ACTIVITY: Scan the lines below; pull out those with "snapshot".

GIVEN ENTRIES:
%%

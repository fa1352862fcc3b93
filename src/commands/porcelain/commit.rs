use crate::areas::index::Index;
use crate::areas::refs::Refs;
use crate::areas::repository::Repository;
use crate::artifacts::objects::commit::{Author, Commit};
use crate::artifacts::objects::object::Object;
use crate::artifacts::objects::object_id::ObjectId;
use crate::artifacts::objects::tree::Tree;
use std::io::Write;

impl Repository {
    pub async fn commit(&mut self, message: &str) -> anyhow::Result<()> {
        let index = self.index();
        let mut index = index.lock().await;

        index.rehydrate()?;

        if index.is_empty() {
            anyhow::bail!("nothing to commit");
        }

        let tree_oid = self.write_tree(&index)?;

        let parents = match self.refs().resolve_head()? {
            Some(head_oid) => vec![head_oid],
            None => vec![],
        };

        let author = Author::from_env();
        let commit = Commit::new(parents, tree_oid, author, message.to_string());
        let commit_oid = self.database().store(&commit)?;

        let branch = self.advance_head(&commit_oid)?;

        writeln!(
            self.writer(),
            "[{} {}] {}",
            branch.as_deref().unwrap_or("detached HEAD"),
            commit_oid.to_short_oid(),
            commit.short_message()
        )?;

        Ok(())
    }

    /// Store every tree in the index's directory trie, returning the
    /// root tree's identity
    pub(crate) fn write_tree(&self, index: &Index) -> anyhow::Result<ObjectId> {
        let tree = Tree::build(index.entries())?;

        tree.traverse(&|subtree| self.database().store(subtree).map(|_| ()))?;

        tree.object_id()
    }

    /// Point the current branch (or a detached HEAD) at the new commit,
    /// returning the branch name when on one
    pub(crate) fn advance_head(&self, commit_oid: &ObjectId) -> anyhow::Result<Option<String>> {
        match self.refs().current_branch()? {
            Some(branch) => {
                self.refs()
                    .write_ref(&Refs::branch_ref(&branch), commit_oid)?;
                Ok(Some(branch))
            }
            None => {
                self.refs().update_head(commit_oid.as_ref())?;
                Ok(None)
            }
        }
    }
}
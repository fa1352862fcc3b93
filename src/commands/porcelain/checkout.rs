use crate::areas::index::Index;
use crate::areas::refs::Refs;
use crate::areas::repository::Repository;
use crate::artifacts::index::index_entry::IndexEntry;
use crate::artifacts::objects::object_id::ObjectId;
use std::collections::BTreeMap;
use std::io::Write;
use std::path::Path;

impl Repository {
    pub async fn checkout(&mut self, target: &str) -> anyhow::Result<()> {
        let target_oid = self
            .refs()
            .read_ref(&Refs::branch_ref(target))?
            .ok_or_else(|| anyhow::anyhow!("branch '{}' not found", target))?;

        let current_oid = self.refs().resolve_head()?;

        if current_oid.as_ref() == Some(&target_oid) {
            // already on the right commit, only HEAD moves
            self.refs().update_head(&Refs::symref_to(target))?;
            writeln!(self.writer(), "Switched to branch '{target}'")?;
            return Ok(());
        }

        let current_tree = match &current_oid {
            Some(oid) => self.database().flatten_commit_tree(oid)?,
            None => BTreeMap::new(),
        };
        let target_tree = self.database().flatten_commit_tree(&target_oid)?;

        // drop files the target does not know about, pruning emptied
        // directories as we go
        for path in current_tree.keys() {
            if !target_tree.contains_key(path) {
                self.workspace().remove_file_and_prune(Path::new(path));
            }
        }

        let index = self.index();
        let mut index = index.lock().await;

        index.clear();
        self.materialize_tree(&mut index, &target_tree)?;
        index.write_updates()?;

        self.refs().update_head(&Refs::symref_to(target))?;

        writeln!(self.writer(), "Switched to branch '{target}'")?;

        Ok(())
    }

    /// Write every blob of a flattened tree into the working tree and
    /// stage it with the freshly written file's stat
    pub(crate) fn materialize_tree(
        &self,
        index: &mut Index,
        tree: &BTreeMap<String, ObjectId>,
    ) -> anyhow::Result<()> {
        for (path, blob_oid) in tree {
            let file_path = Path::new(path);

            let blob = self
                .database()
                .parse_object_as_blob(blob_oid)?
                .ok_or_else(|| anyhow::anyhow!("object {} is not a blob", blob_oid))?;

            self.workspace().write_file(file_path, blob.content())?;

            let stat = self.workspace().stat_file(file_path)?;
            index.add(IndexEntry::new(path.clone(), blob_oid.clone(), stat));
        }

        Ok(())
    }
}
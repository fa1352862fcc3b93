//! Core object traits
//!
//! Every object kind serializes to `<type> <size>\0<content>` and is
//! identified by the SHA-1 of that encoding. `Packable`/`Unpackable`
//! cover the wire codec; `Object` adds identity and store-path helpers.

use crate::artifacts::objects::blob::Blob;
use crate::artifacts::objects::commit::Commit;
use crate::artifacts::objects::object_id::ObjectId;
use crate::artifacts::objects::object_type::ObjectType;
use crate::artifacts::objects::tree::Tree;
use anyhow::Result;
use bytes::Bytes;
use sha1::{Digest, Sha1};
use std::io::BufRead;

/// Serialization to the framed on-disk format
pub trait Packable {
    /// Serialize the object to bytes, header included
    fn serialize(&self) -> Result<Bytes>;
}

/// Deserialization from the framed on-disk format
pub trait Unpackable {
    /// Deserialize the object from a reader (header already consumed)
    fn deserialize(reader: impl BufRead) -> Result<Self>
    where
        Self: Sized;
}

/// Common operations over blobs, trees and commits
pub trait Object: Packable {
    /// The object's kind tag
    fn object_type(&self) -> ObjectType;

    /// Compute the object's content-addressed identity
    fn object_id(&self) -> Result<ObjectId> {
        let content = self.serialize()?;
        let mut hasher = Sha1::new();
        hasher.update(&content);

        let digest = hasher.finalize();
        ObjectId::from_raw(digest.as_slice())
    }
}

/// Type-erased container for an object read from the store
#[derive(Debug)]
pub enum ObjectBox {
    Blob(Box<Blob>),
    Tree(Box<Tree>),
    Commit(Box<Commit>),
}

%%
%%

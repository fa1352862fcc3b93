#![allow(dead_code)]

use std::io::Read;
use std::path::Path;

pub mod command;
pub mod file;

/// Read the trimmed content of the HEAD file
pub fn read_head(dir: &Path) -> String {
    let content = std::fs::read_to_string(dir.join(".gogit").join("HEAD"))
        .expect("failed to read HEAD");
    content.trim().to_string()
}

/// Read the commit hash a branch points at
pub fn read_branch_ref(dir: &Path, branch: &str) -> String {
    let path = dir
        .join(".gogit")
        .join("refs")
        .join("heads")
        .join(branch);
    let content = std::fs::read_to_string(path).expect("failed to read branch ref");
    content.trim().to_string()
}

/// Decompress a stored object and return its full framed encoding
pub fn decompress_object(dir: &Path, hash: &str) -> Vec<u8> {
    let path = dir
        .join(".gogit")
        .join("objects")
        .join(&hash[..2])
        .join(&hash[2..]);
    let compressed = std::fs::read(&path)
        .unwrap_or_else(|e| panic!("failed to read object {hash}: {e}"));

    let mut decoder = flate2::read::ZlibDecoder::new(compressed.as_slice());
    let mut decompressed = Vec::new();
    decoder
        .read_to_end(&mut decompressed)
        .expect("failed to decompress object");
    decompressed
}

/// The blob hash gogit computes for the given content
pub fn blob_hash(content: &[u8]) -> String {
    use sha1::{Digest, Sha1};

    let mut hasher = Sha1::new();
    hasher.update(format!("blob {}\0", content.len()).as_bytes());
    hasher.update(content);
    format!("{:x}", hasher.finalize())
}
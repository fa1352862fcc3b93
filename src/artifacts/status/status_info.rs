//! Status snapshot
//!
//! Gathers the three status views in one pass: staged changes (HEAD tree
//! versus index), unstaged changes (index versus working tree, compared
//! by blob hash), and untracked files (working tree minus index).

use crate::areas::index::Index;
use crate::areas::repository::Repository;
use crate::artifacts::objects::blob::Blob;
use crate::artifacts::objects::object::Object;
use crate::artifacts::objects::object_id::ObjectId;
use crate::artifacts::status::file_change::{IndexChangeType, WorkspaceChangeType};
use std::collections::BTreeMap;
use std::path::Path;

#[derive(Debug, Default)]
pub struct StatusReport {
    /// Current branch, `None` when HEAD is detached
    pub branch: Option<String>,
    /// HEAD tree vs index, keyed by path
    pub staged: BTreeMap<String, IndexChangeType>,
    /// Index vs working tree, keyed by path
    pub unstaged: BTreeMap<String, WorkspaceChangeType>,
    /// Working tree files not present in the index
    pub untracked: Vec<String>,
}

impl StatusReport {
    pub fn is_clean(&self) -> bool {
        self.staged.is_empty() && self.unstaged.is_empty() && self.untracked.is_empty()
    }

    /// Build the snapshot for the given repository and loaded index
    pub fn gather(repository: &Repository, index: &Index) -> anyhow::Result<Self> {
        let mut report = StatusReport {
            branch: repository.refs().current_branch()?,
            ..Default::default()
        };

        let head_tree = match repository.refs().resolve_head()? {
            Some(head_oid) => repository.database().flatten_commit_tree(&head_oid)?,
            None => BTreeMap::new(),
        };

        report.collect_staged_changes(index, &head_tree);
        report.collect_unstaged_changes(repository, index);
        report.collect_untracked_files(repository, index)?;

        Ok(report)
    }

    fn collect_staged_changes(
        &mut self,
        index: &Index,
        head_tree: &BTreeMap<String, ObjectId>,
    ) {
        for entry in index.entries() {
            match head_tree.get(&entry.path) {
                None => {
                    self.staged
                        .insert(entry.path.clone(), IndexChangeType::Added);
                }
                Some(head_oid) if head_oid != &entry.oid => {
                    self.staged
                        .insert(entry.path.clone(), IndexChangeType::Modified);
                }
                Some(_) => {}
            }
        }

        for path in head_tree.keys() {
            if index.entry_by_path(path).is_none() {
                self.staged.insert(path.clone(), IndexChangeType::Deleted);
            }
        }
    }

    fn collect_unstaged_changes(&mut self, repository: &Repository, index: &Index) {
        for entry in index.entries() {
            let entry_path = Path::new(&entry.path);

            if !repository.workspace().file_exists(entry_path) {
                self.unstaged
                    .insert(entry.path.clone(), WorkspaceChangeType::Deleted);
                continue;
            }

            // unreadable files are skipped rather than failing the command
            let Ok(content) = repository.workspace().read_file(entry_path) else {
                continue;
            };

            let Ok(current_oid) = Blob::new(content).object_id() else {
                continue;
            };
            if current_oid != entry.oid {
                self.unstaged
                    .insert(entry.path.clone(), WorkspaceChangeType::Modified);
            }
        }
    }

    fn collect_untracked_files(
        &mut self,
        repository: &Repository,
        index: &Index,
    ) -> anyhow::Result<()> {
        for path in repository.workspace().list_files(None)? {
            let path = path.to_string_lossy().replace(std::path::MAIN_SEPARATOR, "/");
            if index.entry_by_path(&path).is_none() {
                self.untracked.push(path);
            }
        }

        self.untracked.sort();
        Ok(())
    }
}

%%

FINAL ANSWER:
//! Status snapshot
    /// Build the snapshot for the given repository and loaded index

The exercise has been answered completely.